My Mother always told me that cheaper is not a statement about price but rather a comment about quality. In the outsourcing world, cheaper has always been measured as lower unit rates, whether for application developers (dollars per FTE) or computing power (dollars per box or CPU minute) or for a broad range of BPO services (price per employee per month (PEPM) or dollars per claim). There are many advantages to the fixed unit rate form of contracting that has developed in the outsourcing industry. It provides a pricing mechanism that is easy to understand and fairly (though not completely) flexible to adjust for changing volumes and business circumstances. It also puts an incentive on efficient supplier operations and provides a convenient metric for benchmarking against other suppliers or other alternatives.

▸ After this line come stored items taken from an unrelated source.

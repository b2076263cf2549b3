use super::stats;
use super::vm::{PlatformVmOps, VmError, VmOps};
use std::ffi::CStr;
use std::ptr::NonNull;

/// Lifecycle phase a mapping was created in.
#[derive(Debug, Clone, Copy, PartialEq, Eq, Hash)]
pub enum MappingKind {
    /// Private memory created before the post-fork transition. Never subject
    /// to the collector's page-sharing protocol.
    PreFork,
    /// Memory created after the transition; follows the page-shareable path.
    PostFork,
}

impl MappingKind {
    #[inline]
    #[must_use]
    pub fn is_pre_fork(self) -> bool {
        matches!(self, MappingKind::PreFork)
    }
}

/// One OS-backed region owned by an arena pool. Unmapped on drop.
#[derive(Debug)]
pub(crate) struct Mapping {
    base: NonNull<u8>,
    size: usize,
    kind: MappingKind,
}

// Safety: Mapping owns its region exclusively; the pointer is only an address.
unsafe impl Send for Mapping {}
// Safety: Mapping exposes no interior mutability.
unsafe impl Sync for Mapping {}

impl Mapping {
    /// Map `size` bytes (already page-rounded) and label them with `label`.
    pub(crate) fn new(
        size: usize,
        kind: MappingKind,
        low_address_space: bool,
        label: &CStr,
    ) -> Result<Self, VmError> {
        debug_assert!(size > 0 && size.is_multiple_of(PlatformVmOps::page_size()));
        // Safety: FFI call to create a fresh mapping.
        let base = unsafe { PlatformVmOps::map_anonymous(size, low_address_space)? };

        // Safety: base/size describe the mapping we just created.
        if let Err(e) = unsafe { PlatformVmOps::set_name(base, size, label) } {
            tracing::warn!(label = ?label, error = %e, "could not label arena pool mapping");
        }

        stats::POOL_MAPPED_BYTES.add(size);
        Ok(Self { base, size, kind })
    }

    #[inline]
    pub(crate) fn begin(&self) -> usize {
        self.base.as_ptr() as usize
    }

    #[inline]
    pub(crate) fn end(&self) -> usize {
        self.begin() + self.size
    }

    #[inline]
    pub(crate) fn size(&self) -> usize {
        self.size
    }

    #[inline]
    pub(crate) fn kind(&self) -> MappingKind {
        self.kind
    }

    #[inline]
    pub(crate) fn contains(&self, addr: usize) -> bool {
        (self.begin()..self.end()).contains(&addr)
    }
}

impl Drop for Mapping {
    fn drop(&mut self) {
        // Safety: base/size are exactly what map_anonymous returned.
        if let Err(e) = unsafe { PlatformVmOps::unmap(self.base, self.size) } {
            tracing::error!(error = %e, size = self.size, "failed to unmap arena pool mapping");
        }
        stats::sub_saturating(&stats::POOL_MAPPED_BYTES, self.size);
    }
}

#[cfg(all(test, not(loom)))]
mod tests {
    use super::*;

    #[test]
    fn test_mapping_bounds() {
        let _guard = crate::memory::TEST_MUTEX.read().unwrap();
        let page = PlatformVmOps::page_size();
        let m = Mapping::new(page * 4, MappingKind::PostFork, false, c"gcarena-test").unwrap();

        assert_eq!(m.size(), page * 4);
        assert_eq!(m.end() - m.begin(), page * 4);
        assert!(m.contains(m.begin()));
        assert!(m.contains(m.end() - 1));
        assert!(!m.contains(m.end()));
        assert!(!m.kind().is_pre_fork());
    }

    #[test]
    fn test_mapping_stats_lifecycle() {
        let _guard = crate::memory::TEST_MUTEX.write().unwrap();
        let page = PlatformVmOps::page_size();
        let before = stats::POOL_MAPPED_BYTES.get();
        {
            let m = Mapping::new(page * 2, MappingKind::PreFork, false, c"gcarena-test").unwrap();
            assert!(m.kind().is_pre_fork());
            assert_eq!(stats::POOL_MAPPED_BYTES.get(), before + page * 2);
        }
        assert_eq!(stats::POOL_MAPPED_BYTES.get(), before);
    }
}
use std::collections::{BTreeMap, BTreeSet};

/// A free byte range `[addr, addr + size)` owned by an arena pool.
#[derive(Debug, Clone, Copy, PartialEq, Eq, Hash)]
pub struct Chunk {
    pub addr: usize,
    pub size: usize,
}

impl Chunk {
    #[inline]
    #[must_use]
    pub fn end(&self) -> usize {
        self.addr + self.size
    }
}

/// Free-space index: the same chunk set ordered two ways.
///
/// `by_addr` answers neighbour queries for coalescing; `by_size` answers
/// best-fit queries, with the address breaking ties so that equal-sized
/// chunks are handed out lowest address first.
///
/// Invariant: no two chunks are address-adjacent. Every insertion coalesces.
#[derive(Debug, Default)]
pub(crate) struct FreeIndex {
    by_addr: BTreeMap<usize, usize>,
    by_size: BTreeSet<(usize, usize)>,
    free_bytes: usize,
}

impl FreeIndex {
    pub(crate) fn new() -> Self {
        Self::default()
    }

    /// Return `[addr, addr + size)` to the index, merging with the chunk
    /// ending at `addr` and the chunk starting at `addr + size` if present.
    ///
    /// # Panics
    ///
    /// Panics (debug builds only) if the range is empty or overlaps a chunk
    /// already in the index, which means it was freed twice.
    pub(crate) fn insert(&mut self, addr: usize, size: usize) {
        debug_assert!(size > 0, "inserting empty range at {addr:#x}");

        let mut begin = addr;
        let mut merged = size;

        if let Some((&prev_addr, &prev_size)) = self.by_addr.range(..addr).next_back() {
            debug_assert!(
                prev_addr + prev_size <= addr,
                "range {addr:#x}+{size:#x} overlaps free chunk {prev_addr:#x}+{prev_size:#x}"
            );
            if prev_addr + prev_size == addr {
                self.unlink(prev_addr, prev_size);
                begin = prev_addr;
                merged += prev_size;
            }
        }

        if let Some((&next_addr, &next_size)) = self.by_addr.range(addr..).next() {
            debug_assert!(
                addr + size <= next_addr,
                "range {addr:#x}+{size:#x} overlaps free chunk {next_addr:#x}+{next_size:#x}"
            );
            if addr + size == next_addr {
                self.unlink(next_addr, next_size);
                merged += next_size;
            }
        }

        self.link(begin, merged);
        self.free_bytes += size;
    }

    /// Remove the best-fitting chunk for `size` bytes and return the range
    /// handed out.
    ///
    /// The smallest chunk with capacity `>= size` is chosen. A chunk smaller
    /// than twice the request is consumed whole, so the returned range may be
    /// larger than `size`. Otherwise the low `size` bytes are split off and
    /// the remainder stays in the index.
    pub(crate) fn take_best_fit(&mut self, size: usize) -> Option<Chunk> {
        debug_assert!(size > 0);
        let &(capacity, addr) = self.by_size.range((size, 0)..).next()?;

        if capacity < size.saturating_mul(2) {
            self.unlink(addr, capacity);
            self.free_bytes -= capacity;
            return Some(Chunk { addr, size: capacity });
        }

        self.unlink(addr, capacity);
        self.link(addr + size, capacity - size);
        self.free_bytes -= size;
        Some(Chunk { addr, size })
    }

    #[inline]
    pub(crate) fn free_bytes(&self) -> usize {
        self.free_bytes
    }

    #[inline]
    pub(crate) fn len(&self) -> usize {
        self.by_addr.len()
    }

    /// Chunks in address order.
    pub(crate) fn iter(&self) -> impl Iterator<Item = Chunk> + '_ {
        self.by_addr.iter().map(|(&addr, &size)| Chunk { addr, size })
    }

    pub(crate) fn largest(&self) -> Option<Chunk> {
        self.by_size
            .iter()
            .next_back()
            .map(|&(size, addr)| Chunk { addr, size })
    }

    fn link(&mut self, addr: usize, size: usize) {
        self.by_addr.insert(addr, size);
        self.by_size.insert((size, addr));
    }

    fn unlink(&mut self, addr: usize, size: usize) {
        let by_addr = self.by_addr.remove(&addr);
        let by_size = self.by_size.remove(&(size, addr));
        debug_assert_eq!(by_addr, Some(size), "chunk {addr:#x} missing from address index");
        debug_assert!(by_size, "chunk {addr:#x}+{size:#x} missing from size index");
    }

    /// Check both orderings describe the same set, nothing is adjacent, and
    /// the byte total matches.
    #[cfg(test)]
    pub(crate) fn assert_consistent(&self) {
        assert_eq!(self.by_addr.len(), self.by_size.len());
        for (&addr, &size) in &self.by_addr {
            assert!(self.by_size.contains(&(size, addr)));
        }
        let chunks: Vec<Chunk> = self.iter().collect();
        for pair in chunks.windows(2) {
            assert!(
                pair[0].end() < pair[1].addr,
                "adjacent or overlapping chunks {:?} {:?}",
                pair[0],
                pair[1]
            );
        }
        assert_eq!(chunks.iter().map(|c| c.size).sum::<usize>(), self.free_bytes);
    }
}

However, at least in the IT arena, it does not provide much of an incentive for the efficient use of the resources being consumed. In most cases, the supplier asks the customer how many “widgets” it has, and develops both a unit price and a projected price over the contract term based on the number of customer-identified units. So long as suppliers were able to offer year-over-year reductions in unit prices and unit prices materially lower than a potential customer’s comparable unit costs, everyone was satisfied. Moves to offshore or remote support locations (so-called labor arbitrage) have been a key driver over the last ten years in producing constantly lower unit prices. Similarly, supplier investments in tools, enhanced training, common processes and other forms of forms of standardization have continued to drive supplier unit costs lower.

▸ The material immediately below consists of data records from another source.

impl ArenaPool {
    /// Create an empty pool. No memory is mapped until the first
    /// [`alloc_arena`](Self::alloc_arena).
    #[must_use]
    pub fn new(config: PoolConfig) -> Self {
        let page_size = PlatformVmOps::page_size();
        let mapping_size = config.resolved_mapping_size(page_size);
        let clean_name = config.name.replace('\0', "");
        let pre_fork_label = CString::new(format!("{clean_name} (pre-fork)")).unwrap_or_default();
        let post_fork_label = CString::new(clean_name).unwrap_or_default();

        Self {
            state: Mutex::new(PoolState {
                mappings: Vec::with_capacity(1),
                pre_fork_free: FreeIndex::new(),
                post_fork_free: FreeIndex::new(),
                allocated: BTreeMap::new(),
                bytes_allocated: 0,
                arenas_freed: false,
                pre_fork: true,
            }),
            config,
            page_size,
            mapping_size,
            pre_fork_label,
            post_fork_label,
            id: NEXT_POOL_ID.fetch_add(1, Ordering::Relaxed),
        }
    }

    #[must_use]
    pub fn config(&self) -> &PoolConfig {
        &self.config
    }

    #[inline]
    #[must_use]
    pub fn page_size(&self) -> usize {
        self.page_size
    }

    fn lock_state(&self) -> MutexGuard<'_, PoolState> {
        self.state.lock().unwrap()
    }

    /// Hand out an arena of at least `size` bytes.
    ///
    /// The size is rounded up to whole pages and the smallest free chunk that
    /// fits is used. A chunk smaller than twice the request is handed out
    /// whole, so the arena may be larger than asked for. When nothing fits a
    /// new mapping is added. The memory is zero-filled and the arena has no
    /// recorded objects.
    ///
    /// Never fails: if the OS refuses a new mapping the failure is logged and
    /// the process aborts.
    ///
    /// # Panics
    ///
    /// Panics if the pool lock is poisoned.
    pub fn alloc_arena(&self, size: usize) -> Arc<TrackedArena> {
        let size = size.max(1).next_multiple_of(self.page_size);
        let mut state = self.lock_state();
        let kind = state.phase();

        let found = state.free_mut(kind).take_best_fit(size);
        let chunk = match found {
            Some(chunk) => chunk,
            None => {
                tracing::trace!(
                    pool = %self.config.name,
                    size,
                    largest_free = state.free(kind).largest().map_or(0, |c| c.size),
                    "no free chunk fits; growing"
                );
                self.add_mapping(&mut state, size, kind);
                let Some(chunk) = state.free_mut(kind).take_best_fit(size) else {
                    fatal(&self.config.name, size, "fresh mapping cannot hold the request");
                };
                chunk
            }
        };

        // Safety: chunk addresses come from non-null mappings.
        let memory = unsafe { NonNull::new_unchecked(chunk.addr as *mut u8) };
        let arena = Arc::new(TrackedArena::new(
            memory,
            chunk.size,
            self.page_size,
            kind.is_pre_fork(),
            self.id,
        ));
        let previous = state.allocated.insert(chunk.addr, arena.clone());
        debug_assert!(previous.is_none(), "arena {:#x} handed out twice", chunk.addr);
        drop(state);

        stats::POOL_LIVE_ARENAS.add(1);
        stats::POOL_LIVE_ARENA_BYTES.add(chunk.size);
        tracing::trace!(pool = %self.config.name, addr = chunk.addr, size = chunk.size, ?kind, "arena allocated");
        arena
    }

    /// Map a new region of at least `min_size` bytes and add it to the free
    /// space of `kind`.
    fn add_mapping(&self, state: &mut PoolState, min_size: usize, kind: MappingKind) {
        let size = min_size.max(self.mapping_size);
        let label = match kind {
            MappingKind::PreFork => &self.pre_fork_label,
            MappingKind::PostFork => &self.post_fork_label,
        };
        let mapping = match Mapping::new(size, kind, self.config.low_address_space, label) {
            Ok(mapping) => mapping,
            Err(e) => fatal_mapping(&self.config.name, size, &e),
        };

        tracing::debug!(
            pool = %self.config.name,
            addr = mapping.begin(),
            size,
            ?kind,
            mappings = state.mappings.len() + 1,
            free_chunks = state.free(kind).len(),
            "arena pool mapping added"
        );
        state.free_mut(kind).insert(mapping.begin(), mapping.size());
        state.mappings.push(mapping);
    }

    /// Return a chain of arenas to the pool.
    ///
    /// Pages are released before the pool lock is taken; the caller must
    /// already have made the chain unreachable from every allocation path.
    /// Each range is then coalesced back into the free space it came from.
    ///
    /// # Panics
    ///
    /// Panics (debug builds only) if an arena was already freed or belongs to
    /// another pool. Panics if the pool lock is poisoned.
    pub fn free_arena_chain(&self, chain: ArenaChain) {
        let mut returning = Vec::with_capacity(chain.len());
        for arena in chain {
            let ours = arena.pool_id() == self.id;
            debug_assert!(ours, "arena {:p} freed into a pool it did not come from", arena.begin());
            if !ours {
                continue;
            }
            let live_bytes = arena.bytes_allocated();
            // A no-op for an arena that was already freed.
            arena.release();
            let was_live = arena.mark_freed();
            debug_assert!(was_live, "arena {:p} freed twice", arena.begin());
            if !was_live {
                continue;
            }
            returning.push((arena, live_bytes));
        }
        if returning.is_empty() {
            return;
        }

        let mut state = self.lock_state();
        for (arena, live_bytes) in &returning {
            let addr = arena.begin() as usize;
            let removed = state.allocated.remove(&addr);
            debug_assert!(
                removed.as_ref().is_some_and(|r| Arc::ptr_eq(r, arena)),
                "arena {addr:#x} is not registered with this pool"
            );
            let kind = if arena.is_pre_fork() {
                MappingKind::PreFork
            } else {
                MappingKind::PostFork
            };
            state.free_mut(kind).insert(addr, arena.size());
            state.bytes_allocated += live_bytes;
        }
        state.arenas_freed = true;
        drop(state);

        for (arena, _) in &returning {
            stats::sub_saturating(&stats::POOL_LIVE_ARENAS, 1);
            stats::sub_saturating(&stats::POOL_LIVE_ARENA_BYTES, arena.size());
        }
        tracing::trace!(pool = %self.config.name, count = returning.len(), "arena chain freed");
    }

    /// Acquire the pool lock for a multi-step collector operation.
    ///
    /// # Panics
    ///
    /// Panics if the pool lock is poisoned.
    pub fn lock(&self) -> PoolGuard<'_> {
        PoolGuard {
            state: self.lock_state(),
            page_size: self.page_size,
        }
    }

    /// Call `visitor(page_begin, first_object)` for every page of every live
    /// arena that has a recorded object. See [`PoolGuard::visit_roots`].
    pub fn visit_roots<F>(&self, visitor: F)
    where
        F: FnMut(NonNull<u8>, NonNull<u8>),
    {
        self.lock().visit_roots(visitor);
    }

    /// Call `f` on every live arena in address order.
    pub fn for_each_allocated_arena<F>(&self, f: F)
    where
        F: FnMut(&TrackedArena),
    {
        self.lock().for_each_allocated_arena(f);
    }

    /// True if `ptr` lies in memory mapped by this pool.
    pub fn contains(&self, ptr: *const u8) -> bool {
        self.lock().contains(ptr)
    }

    /// Stop serving arenas from pre-fork mappings. Takes effect once and for
    /// good; every later arena comes from post-fork mappings.
    ///
    /// # Panics
    ///
    /// Panics (debug builds only) if called twice.
    pub fn transition_post_fork(&self) {
        let mut state = self.lock_state();
        debug_assert!(state.pre_fork, "post-fork transition requested twice");
        if state.pre_fork {
            state.pre_fork = false;
            tracing::debug!(
                pool = %self.config.name,
                pre_fork_arenas = state.allocated.values().filter(|a| a.is_pre_fork()).count(),
                "arena pool switched to post-fork mappings"
            );
        }
    }

    #[must_use]
    pub fn is_pre_fork(&self) -> bool {
        self.lock_state().pre_fork
    }

    /// True if an arena was freed since the last
    /// [`clear_arenas_freed`](Self::clear_arenas_freed).
    #[must_use]
    pub fn are_arenas_freed(&self) -> bool {
        self.lock_state().arenas_freed
    }

    pub fn clear_arenas_freed(&self) {
        self.lock_state().arenas_freed = false;
    }

    /// Live bytes of all arenas freed so far. Diagnostic only; it is not
    /// updated while arenas are in use.
    #[must_use]
    pub fn bytes_allocated(&self) -> usize {
        self.lock_state().bytes_allocated
    }

    /// Total bytes of all mappings.
    #[must_use]
    pub fn mapped_bytes(&self) -> usize {
        self.lock_state().mappings.iter().map(Mapping::size).sum()
    }

    /// Free bytes available to the current lifecycle phase.
    #[must_use]
    pub fn free_bytes(&self) -> usize {
        let state = self.lock_state();
        state.free(state.phase()).free_bytes()
    }

    #[must_use]
    pub fn allocated_arena_count(&self) -> usize {
        self.lock_state().allocated.len()
    }

    /// Free chunks of one lifecycle phase, in address order.
    #[must_use]
    pub fn free_chunks(&self, kind: MappingKind) -> Vec<Chunk> {
        self.lock_state().free(kind).iter().collect()
    }

    /// Verify conservation and the no-adjacency invariant.
    #[cfg(test)]
    pub(crate) fn assert_consistent(&self) {
        let state = self.lock_state();
        state.pre_fork_free.assert_consistent();
        state.post_fork_free.assert_consistent();

        for kind in [MappingKind::PreFork, MappingKind::PostFork] {
            let mapped: usize = state
                .mappings
                .iter()
                .filter(|m| m.kind() == kind)
                .map(Mapping::size)
                .sum();
            let live: usize = state
                .allocated
                .values()
                .filter(|a| a.is_pre_fork() == kind.is_pre_fork())
                .map(|a| a.size())
                .sum();
            assert_eq!(state.free(kind).free_bytes() + live, mapped, "{kind:?} bytes not conserved");

            for chunk in state.free(kind).iter() {
                assert!(
                    state
                        .mappings
                        .iter()
                        .any(|m| m.kind() == kind && m.contains(chunk.addr) && chunk.end() <= m.end()),
                    "chunk {chunk:?} outside every {kind:?} mapping"
                );
            }
        }

        // Live arenas never overlap each other or a free chunk.
        let mut ranges: Vec<(usize, usize)> = state
            .allocated
            .values()
            .map(|a| (a.begin() as usize, a.end() as usize))
            .chain(state.pre_fork_free.iter().map(|c| (c.addr, c.end())))
            .chain(state.post_fork_free.iter().map(|c| (c.addr, c.end())))
            .collect();
        ranges.sort_unstable();
        for pair in ranges.windows(2) {
            assert!(pair[0].1 <= pair[1].0, "overlapping ranges {:?} {:?}", pair[0], pair[1]);
        }
    }
}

Within the last two years, we have observed a leveling off in the rate of supplier-offered unit rate reductions. It appears, at least for the near term, that the rate of productivity increases reflected in lower IT unit rates is not as great in years past. This is best seen in a number of very recent proposed IT outsourcing transactions where the supplier’s unit price is not much less (or not lower at all) than the internal customer’s cost to deliver a comparable service. But, even in these cases, customer IT management, as well as a customer’s business management, still view the total cost of providing IT services as much too high. How can this be? How is it that a customer’s unit cost to deliver a service is not much greater than the outsourcer’s price to provide the comparable service, but all users of the IT service still view the cost of the service as too high?

Total price has always been a function of price times quantity; what the industry often calls “P x Q.” If the unit price component of the customer and outsource supplier are comparable, then the only culprit for too high a cost must be the quantity of widgets being used to deliver the service. And this, in fact, is what we are seeing on an increasing number of recent proposed IT outsourcing transactions. It is not that the customer’s unit costs are too high, but rather that the customer is using too many resources (widgets) to deliver the service. The implications of this for the outsourcing market are straight-forward but profound: suppliers need to start competing not only on unit price but also on their abilities to deliver the service with less resources than those used by the customer.

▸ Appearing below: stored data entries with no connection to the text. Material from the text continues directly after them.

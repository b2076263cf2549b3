// Unified synchronization primitive shim.
//
// Under `cfg(loom)`, re-exports from the `loom` crate. Otherwise, re-exports
// from `std`.
//
// **Every** file in the crate must import sync primitives through this module.
// A single direct `use std::sync::atomic::*` would bypass loom's scheduler and
// silently break exhaustive testing.
#![allow(unused_imports, unused_macros)]

// ---------------------------------------------------------------------------
// atomic
// ---------------------------------------------------------------------------
pub(crate) mod atomic {
    #[cfg(loom)]
    pub(crate) use loom::sync::atomic::{AtomicBool, AtomicIsize, AtomicUsize, Ordering};

    #[cfg(not(loom))]
    pub(crate) use std::sync::atomic::{AtomicBool, AtomicIsize, AtomicUsize, Ordering};
}

// ---------------------------------------------------------------------------
// sync (Mutex, Arc, RwLock)
// ---------------------------------------------------------------------------
#[cfg(loom)]
pub(crate) use loom::sync::{Arc, Mutex, MutexGuard, RwLock};

#[cfg(not(loom))]
pub(crate) use std::sync::{Arc, Mutex, MutexGuard, RwLock};

// ---------------------------------------------------------------------------
// thread
// ---------------------------------------------------------------------------
pub(crate) mod thread {
    #[cfg(loom)]
    pub(crate) use loom::thread::{spawn, yield_now, JoinHandle};

    #[cfg(not(loom))]
    pub(crate) use std::thread::{spawn, yield_now, JoinHandle};
}

// ---------------------------------------------------------------------------
// Barrier: loom does not provide one, so it gets an atomic countdown shim.
// Standard tests keep std::sync::Barrier.
// ---------------------------------------------------------------------------
pub(crate) mod barrier {
    #[cfg(not(loom))]
    pub(crate) use std::sync::Barrier;

    /// Under loom, Barrier is not available.  We provide a minimal spin-barrier
    /// built on loom atomics so that existing tests compile unmodified.
    #[cfg(loom)]
    #[allow(dead_code)]
    pub(crate) struct Barrier {
        total: usize,
        count: super::atomic::AtomicUsize,
    }

    #[cfg(loom)]
    #[allow(dead_code)]
    impl Barrier {
        pub(crate) fn new(n: usize) -> Self {
            Self {
                total: n,
                count: super::atomic::AtomicUsize::new(0),
            }
        }

        pub(crate) fn wait(&self) {
            use super::atomic::Ordering;
            let arrived = self.count.fetch_add(1, Ordering::AcqRel) + 1;
            if arrived < self.total {
                while self.count.load(Ordering::Acquire) < self.total {
                    loom::thread::yield_now();
                }
            }
        }
    }
}

// ---------------------------------------------------------------------------
// OnceLock shim
//
// loom does not provide OnceLock.  Under cfg(loom) we use a std Mutex<Option<T>>
// (not a loom Mutex) because OnceLock is used in `static` items and loom's
// Mutex::new() is not const.  Since OnceLock is init-once, the inner Mutex is
// not a synchronization point that loom needs to explore.
// ---------------------------------------------------------------------------
#[cfg(not(loom))]
pub(crate) use std::sync::OnceLock;

#[cfg(loom)]
pub(crate) struct OnceLock<T> {
    inner: std::sync::Mutex<Option<T>>,
}

#[cfg(loom)]
impl<T> OnceLock<T> {
    pub(crate) const fn new() -> Self {
        Self {
            inner: std::sync::Mutex::new(None),
        }
    }

    pub(crate) fn get_or_init<F: FnOnce() -> T>(&self, f: F) -> &T {
        let mut guard = self.inner.lock().unwrap();
        if guard.is_none() {
            *guard = Some(f());
        }
        let ptr: *const T = guard.as_ref().unwrap();
        // Safety: the value is never moved or dropped while &self is live.
        unsafe { &*ptr }
    }
}

#[cfg(loom)]
// Safety: access is serialised by the inner Mutex.
unsafe impl<T: Send> Sync for OnceLock<T> {}

// ---------------------------------------------------------------------------
// Static initialisation helpers
//
// loom atomics/RwLock are not const-constructible.  These macros create
// statics that work under both loom and std.
// ---------------------------------------------------------------------------

/// Declare a `static` atomic.  Under std, uses `const` init.  Under loom,
/// uses `loom::lazy_static!` so the value is re-created for each model run.
///
/// Usage: `static_atomic! { [pub] static NAME: Type = init_expr; }`
#[allow(unused_macro_rules)]
macro_rules! static_atomic {
    (pub static $NAME:ident : $Ty:ty = $init:expr ;) => {
        #[cfg(not(loom))]
        pub static $NAME: $Ty = $init;

        #[cfg(loom)]
        loom::lazy_static! {
            pub static ref $NAME: $Ty = $init;
        }
    };
    (static $NAME:ident : $Ty:ty = $init:expr ;) => {
        #[cfg(not(loom))]
        static $NAME: $Ty = $init;

        #[cfg(loom)]
        loom::lazy_static! {
            static ref $NAME: $Ty = $init;
        }
    };
}
pub(crate) use static_atomic;

/// Declare a `static` `RwLock`.  Under std, uses `const` init.  Under loom,
/// uses `loom::lazy_static!`.
#[allow(unused_macro_rules)]
macro_rules! static_rwlock {
    (pub static $NAME:ident : $Ty:ty = $init:expr ;) => {
        #[cfg(not(loom))]
        pub static $NAME: $Ty = $init;

        #[cfg(loom)]
        loom::lazy_static! {
            pub static ref $NAME: $Ty = $init;
        }
    };
    (static $NAME:ident : $Ty:ty = $init:expr ;) => {
        #[cfg(not(loom))]
        static $NAME: $Ty = $init;

        #[cfg(loom)]
        loom::lazy_static! {
            static ref $NAME: $Ty = $init;
        }
    };
}
pub(crate) use static_rwlock;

Unfortunately, suppliers have in many cases either been unwilling or unable to rise to the challenge and offer solutions focused on a reduced quantity of resources and not merely a lower unit price. It may be that suppliers are not providing their pursuit teams with people who have the right skill sets to craft solutions that reduce resource usage. Or it may be that suppliers are unwilling to take the risks implicit in a transaction that requires not just low unit costs but lower resource usage. In many cases achieving lower resource usage likely involves commitments or actions from the customer and it always has been risky for a supplier to assume that the customer will deliver on its commitments regardless of what the contract may state. In any event, the road forward for both customers and suppliers is clear: there is an immediate need for a substantially increased focus on reducing resource usage as part of structuring outsourcing relationships. In the future, real cost reductions will come from IT operations that deploy fewer resources to deliver services and not from organizations that have low unit costs but high resource usage. So, in these cases, less expensive IT service deliver depends not on cheaper prices but on more efficient and more effective use of less resources.